A master’s penchant for extravagant metaphorical overkill in his speech is satirized by a slave who transposes the master’s style into an equally fanciful rhyming vernacular version and fires it back at him, “You better git outa yo’ flowery beds uh ease, an put on yo’ flying trapeze, cause yo’ red ball uh simmons done carried yo’ flame uh flapperation tuh yo’ high tall mountain.”

  “What you say, Jack?”

  The problematic relationship between oral and written is documented playfully in a tale quoting an illiterate father who chides his educated daughter because she can’t write down in the letter he’s dictating a mule-calling sound he clucks.

  Is you got dat down yit?

  Naw sir, I aint’ got it yit?

  How come you ain’t got it?

  Cause I can’t spell (clucking sound).

  You mean tuh tell me you been off tuh school seven years and can’t spell (clucking sound)? Well, I could almost spell dat myself.

  Thus these narratives from the southern states instruct us that talk functions in African-American communities as it does in Zora Neale Hurston’s fiction and life—as a means of having fun, getting serious, establishing credibility and consensus, securing identity, negotiating survival, keeping hope alive, suffering and celebrating the power language bestows.

  —JOHN EDGAR WIDEMAN

  Introduction

  “I want to collect like a new broom.”

  —ZORA NEALE HURSTON1

  “I am using the vacuum method, grabbing everything I see.”

  —ZORA NEALE HURSTON2

  Zora Neale Hurston is now famous—iconic even—as the author of the justly celebrated black female bildungsroman, Their Eyes Were Watching God (1937).

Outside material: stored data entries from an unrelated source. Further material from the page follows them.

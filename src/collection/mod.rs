//! Collection Builder (C5, §4.5): routes reviewed articles into per-group
//! collections and promotes them to `Ready` once they reach `min_articles`.
//! Grounded on `scheduler/job_store.rs::update_run_state`'s store-row
//! transition style.

use std::sync::Arc;
use std::time::Duration;

use tracing::{info, warn};

use crate::error::CollectionError;
use crate::store::Store;
use crate::types::{Article, CollectionStatus, Group};

#[derive(Debug, Clone, Copy, PartialEq, Eq)]
pub enum RoutingOutcome {
    /// Article matched no interested group; nothing was built.
    NoInterestedGroup,
    /// Added to an in-progress collection, still `Building`.
    AddedToBuilding,
    /// Added to an in-progress collection that just crossed `min_articles`
    /// and was promoted to `Ready`.
    PromotedToReady,
}

pub struct CollectionBuilder {
    store: Arc<dyn Store>,
}

impl CollectionBuilder {
    pub fn new(store: Arc<dyn Store>) -> Self {
        Self { store }
    }

    /// Routes a single reviewed article into every interested group's
    /// building collection (§4.5: an article can belong to more than one
    /// group's collection since interest is per-group, not exclusive).
    pub async fn route_article(&self, article: &Article) -> Result<Vec<RoutingOutcome>, CollectionError> {
        let groups = self.store.list_groups().await?;
        let mut outcomes = Vec::new();

        for group in groups {
            if !group.is_interested_in(article.feed_id, &article.tags) {
                continue;
            }
            outcomes.push(self.add_to_group_collection(&group, article).await?);
        }

        if outcomes.is_empty() {
            outcomes.push(RoutingOutcome::NoInterestedGroup);
        }
        Ok(outcomes)
    }

    /// At most one `Building` and one `Ready` collection may exist per group
    /// (§4.5 invariant); a `Ready` collection already present means a new
    /// `Building` one is still created to receive further articles while the
    /// `Ready` one awaits consumption by episode generation.
    async fn add_to_group_collection(&self, group: &Group, article: &Article) -> Result<RoutingOutcome, CollectionError> {
        let collection = match self.store.get_building_collection(group.id).await? {
            Some(c) => c,
            None => self.store.create_building_collection(group.id).await?,
        };

        self.store.update_article_collection(article.id, collection.id).await?;
        let updated = self.store.increment_collection_item_count(collection.id).await?;

        if updated.item_count >= group.min_articles && self.store.get_ready_collection(group.id).await?.is_none() {
            self.store.set_collection_status(collection.id, CollectionStatus::Ready).await?;
            info!(group_id = %group.id, collection_id = %collection.id, item_count = updated.item_count, "collection promoted to ready");
            Ok(RoutingOutcome::PromotedToReady)
        } else {
            Ok(RoutingOutcome::AddedToBuilding)
        }
    }

    /// Sweeps collections past their expiry (§4.5 edge case: a `Building` or
    /// `Ready` collection that sits too long without generating an episode is
    /// expired rather than publishing stale content).
    pub async fn expire_stale(&self, older_than: chrono::DateTime<chrono::Utc>) -> Result<usize, CollectionError> {
        Ok(self.store.expire_stale_building_collections(older_than).await?)
    }
}

/// Periodic sweep calling [`CollectionBuilder::expire_stale`] (§4.5, §3
/// Collection status). Grounded on the same `tokio::select!`
/// tick-or-shutdown shape as `lease::spawn_reaper_loop`/`episode::spawn_reaper_loop`.
pub fn spawn_expiry_loop(
    builder: Arc<CollectionBuilder>,
    tick: Duration,
    max_age: Duration,
    shutdown: Arc<tokio::sync::Notify>,
) -> tokio::task::JoinHandle<()> {
    tokio::spawn(async move {
        let mut ticker = tokio::time::interval(tick);
        loop {
            tokio::select! {
                _ = ticker.tick() => {
                    let cutoff = chrono::Utc::now() - chrono::Duration::from_std(max_age).unwrap_or_default();
                    match builder.expire_stale(cutoff).await {
                        Ok(n) if n > 0 => info!(count = n, "expired stale collections"),
                        Ok(_) => {}
                        Err(e) => warn!(error = %e, "collection expiry sweep failed"),
                    }
                }
                _ = shutdown.notified() => break,
            }
        }
    })
}

#[cfg(test)]
mod tests {
    use super::*;
    use crate::store::SqliteStore;
    use crate::types::{ArticleId, CadenceBucket, FeedId, FeedKind, Group, GroupId, ReviewTier};
    use chrono::Utc;

    fn article(feed_id: FeedId, tags: Vec<String>) -> Article {
        Article {
            id: ArticleId::new(),
            feed_id,
            title: "t".to_string(),
            url: "https://e".to_string(),
            content: "c".to_string(),
            published_at: Utc::now(),
            fingerprint: "fp".to_string(),
            review_tier: ReviewTier::Light,
            tags,
            summary: Some("s".to_string()),
            confidence: Some(0.9),
            collection_id: None,
            processed_at: Some(Utc::now()),
        }
    }

    async fn setup(min_articles: u32, tag_filter: Vec<String>) -> (CollectionBuilder, Arc<dyn Store>, FeedId, GroupId) {
        let store: Arc<dyn Store> = Arc::new(SqliteStore::open_in_memory().unwrap());
        let feed_id = FeedId::new();
        let group = Group {
            id: GroupId::new(),
            name: "g".to_string(),
            presenter_ids: vec![],
            writer_id: "w".to_string(),
            feed_ids: vec![feed_id],
            min_articles,
            cadence_bucket: CadenceBucket::High,
            last_episode_at: None,
            tag_filter,
        };
        store
            .upsert_feed(&crate::types::Feed { id: feed_id, source_url: "https://f".to_string(), kind: FeedKind::Rss, active: true, last_polled_at: None })
            .await
            .unwrap();
        store.upsert_group(&group).await.unwrap();
        (CollectionBuilder::new(store.clone()), store, feed_id, group.id)
    }

    #[tokio::test]
    async fn article_outside_tag_filter_matches_no_group() {
        let (builder, _store, feed_id, _group_id) = setup(3, vec!["finance".to_string()]).await;
        let a = article(feed_id, vec!["sports".to_string()]);
        let outcomes = builder.route_article(&a).await.unwrap();
        assert_eq!(outcomes, vec![RoutingOutcome::NoInterestedGroup]);
    }

    #[tokio::test]
    async fn crossing_min_articles_promotes_to_ready() {
        let (builder, store, feed_id, group_id) = setup(2, vec![]).await;

        let a1 = article(feed_id, vec!["tech".to_string()]);
        let outcome1 = builder.route_article(&a1).await.unwrap();
        assert_eq!(outcome1, vec![RoutingOutcome::AddedToBuilding]);
        assert!(store.get_ready_collection(group_id).await.unwrap().is_none());

        let a2 = article(feed_id, vec!["tech".to_string()]);
        let outcome2 = builder.route_article(&a2).await.unwrap();
        assert_eq!(outcome2, vec![RoutingOutcome::PromotedToReady]);
        assert!(store.get_ready_collection(group_id).await.unwrap().is_some());
    }

    #[tokio::test]
    async fn at_most_one_building_collection_per_group() {
        let (builder, store, feed_id, group_id) = setup(5, vec![]).await;
        let a1 = article(feed_id, vec![]);
        builder.route_article(&a1).await.unwrap();
        let first = store.get_building_collection(group_id).await.unwrap().unwrap();

        let a2 = article(feed_id, vec![]);
        builder.route_article(&a2).await.unwrap();
        let second = store.get_building_collection(group_id).await.unwrap().unwrap();

        assert_eq!(first.id, second.id);
        assert_eq!(second.item_count, 2);
    }

    /// §4.5 step 4: while a READY collection already exists, further articles
    /// accumulate in a new BUILDING collection rather than promoting a second
    /// one to READY, even once it also reaches `min_articles`.
    #[tokio::test]
    async fn second_collection_stays_building_while_first_is_ready() {
        let (builder, store, feed_id, group_id) = setup(1, vec![]).await;

        let a1 = article(feed_id, vec![]);
        assert_eq!(builder.route_article(&a1).await.unwrap(), vec![RoutingOutcome::PromotedToReady]);
        let ready = store.get_ready_collection(group_id).await.unwrap().unwrap();

        let a2 = article(feed_id, vec![]);
        assert_eq!(builder.route_article(&a2).await.unwrap(), vec![RoutingOutcome::AddedToBuilding]);

        let still_ready = store.get_ready_collection(group_id).await.unwrap().unwrap();
        assert_eq!(still_ready.id, ready.id);
        let building = store.get_building_collection(group_id).await.unwrap().unwrap();
        assert_ne!(building.id, ready.id);
    }
}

But her first love was African-American folklore, and without an understanding of what she saw in it—a people’s artistry and sensibility, their humor, their grievances, their worldview, “the first thing that man makes out of the natural laws that he finds around him”—her fiction, with its unexpected segues into folklore, magical realism, and myth, loses some of its force.

  In February of 1927, after two years spent helping launch New York’s celebrated Harlem Renaissance and studying anthropology as Barnard’s only black scholar, Hurston headed to Jacksonville, Florida, to initiate an in-depth study of the rural, southern, African-American folklore she loved. She had a small ($1,400) grant from Carter Woodson’s Association for the Study of Negro Life and History, and the intellectual support of Columbia University’s renowned anthropologist Franz Boas. Over the next two years she traveled to Florida, Alabama, Georgia, New Orleans, and the Bahamas, collecting material she would draw on for the rest of her life, recycling it often and in various forms into her work, and attempting, in spite of constant resistance, to bring authentic black folklore to mainstream, popular audiences.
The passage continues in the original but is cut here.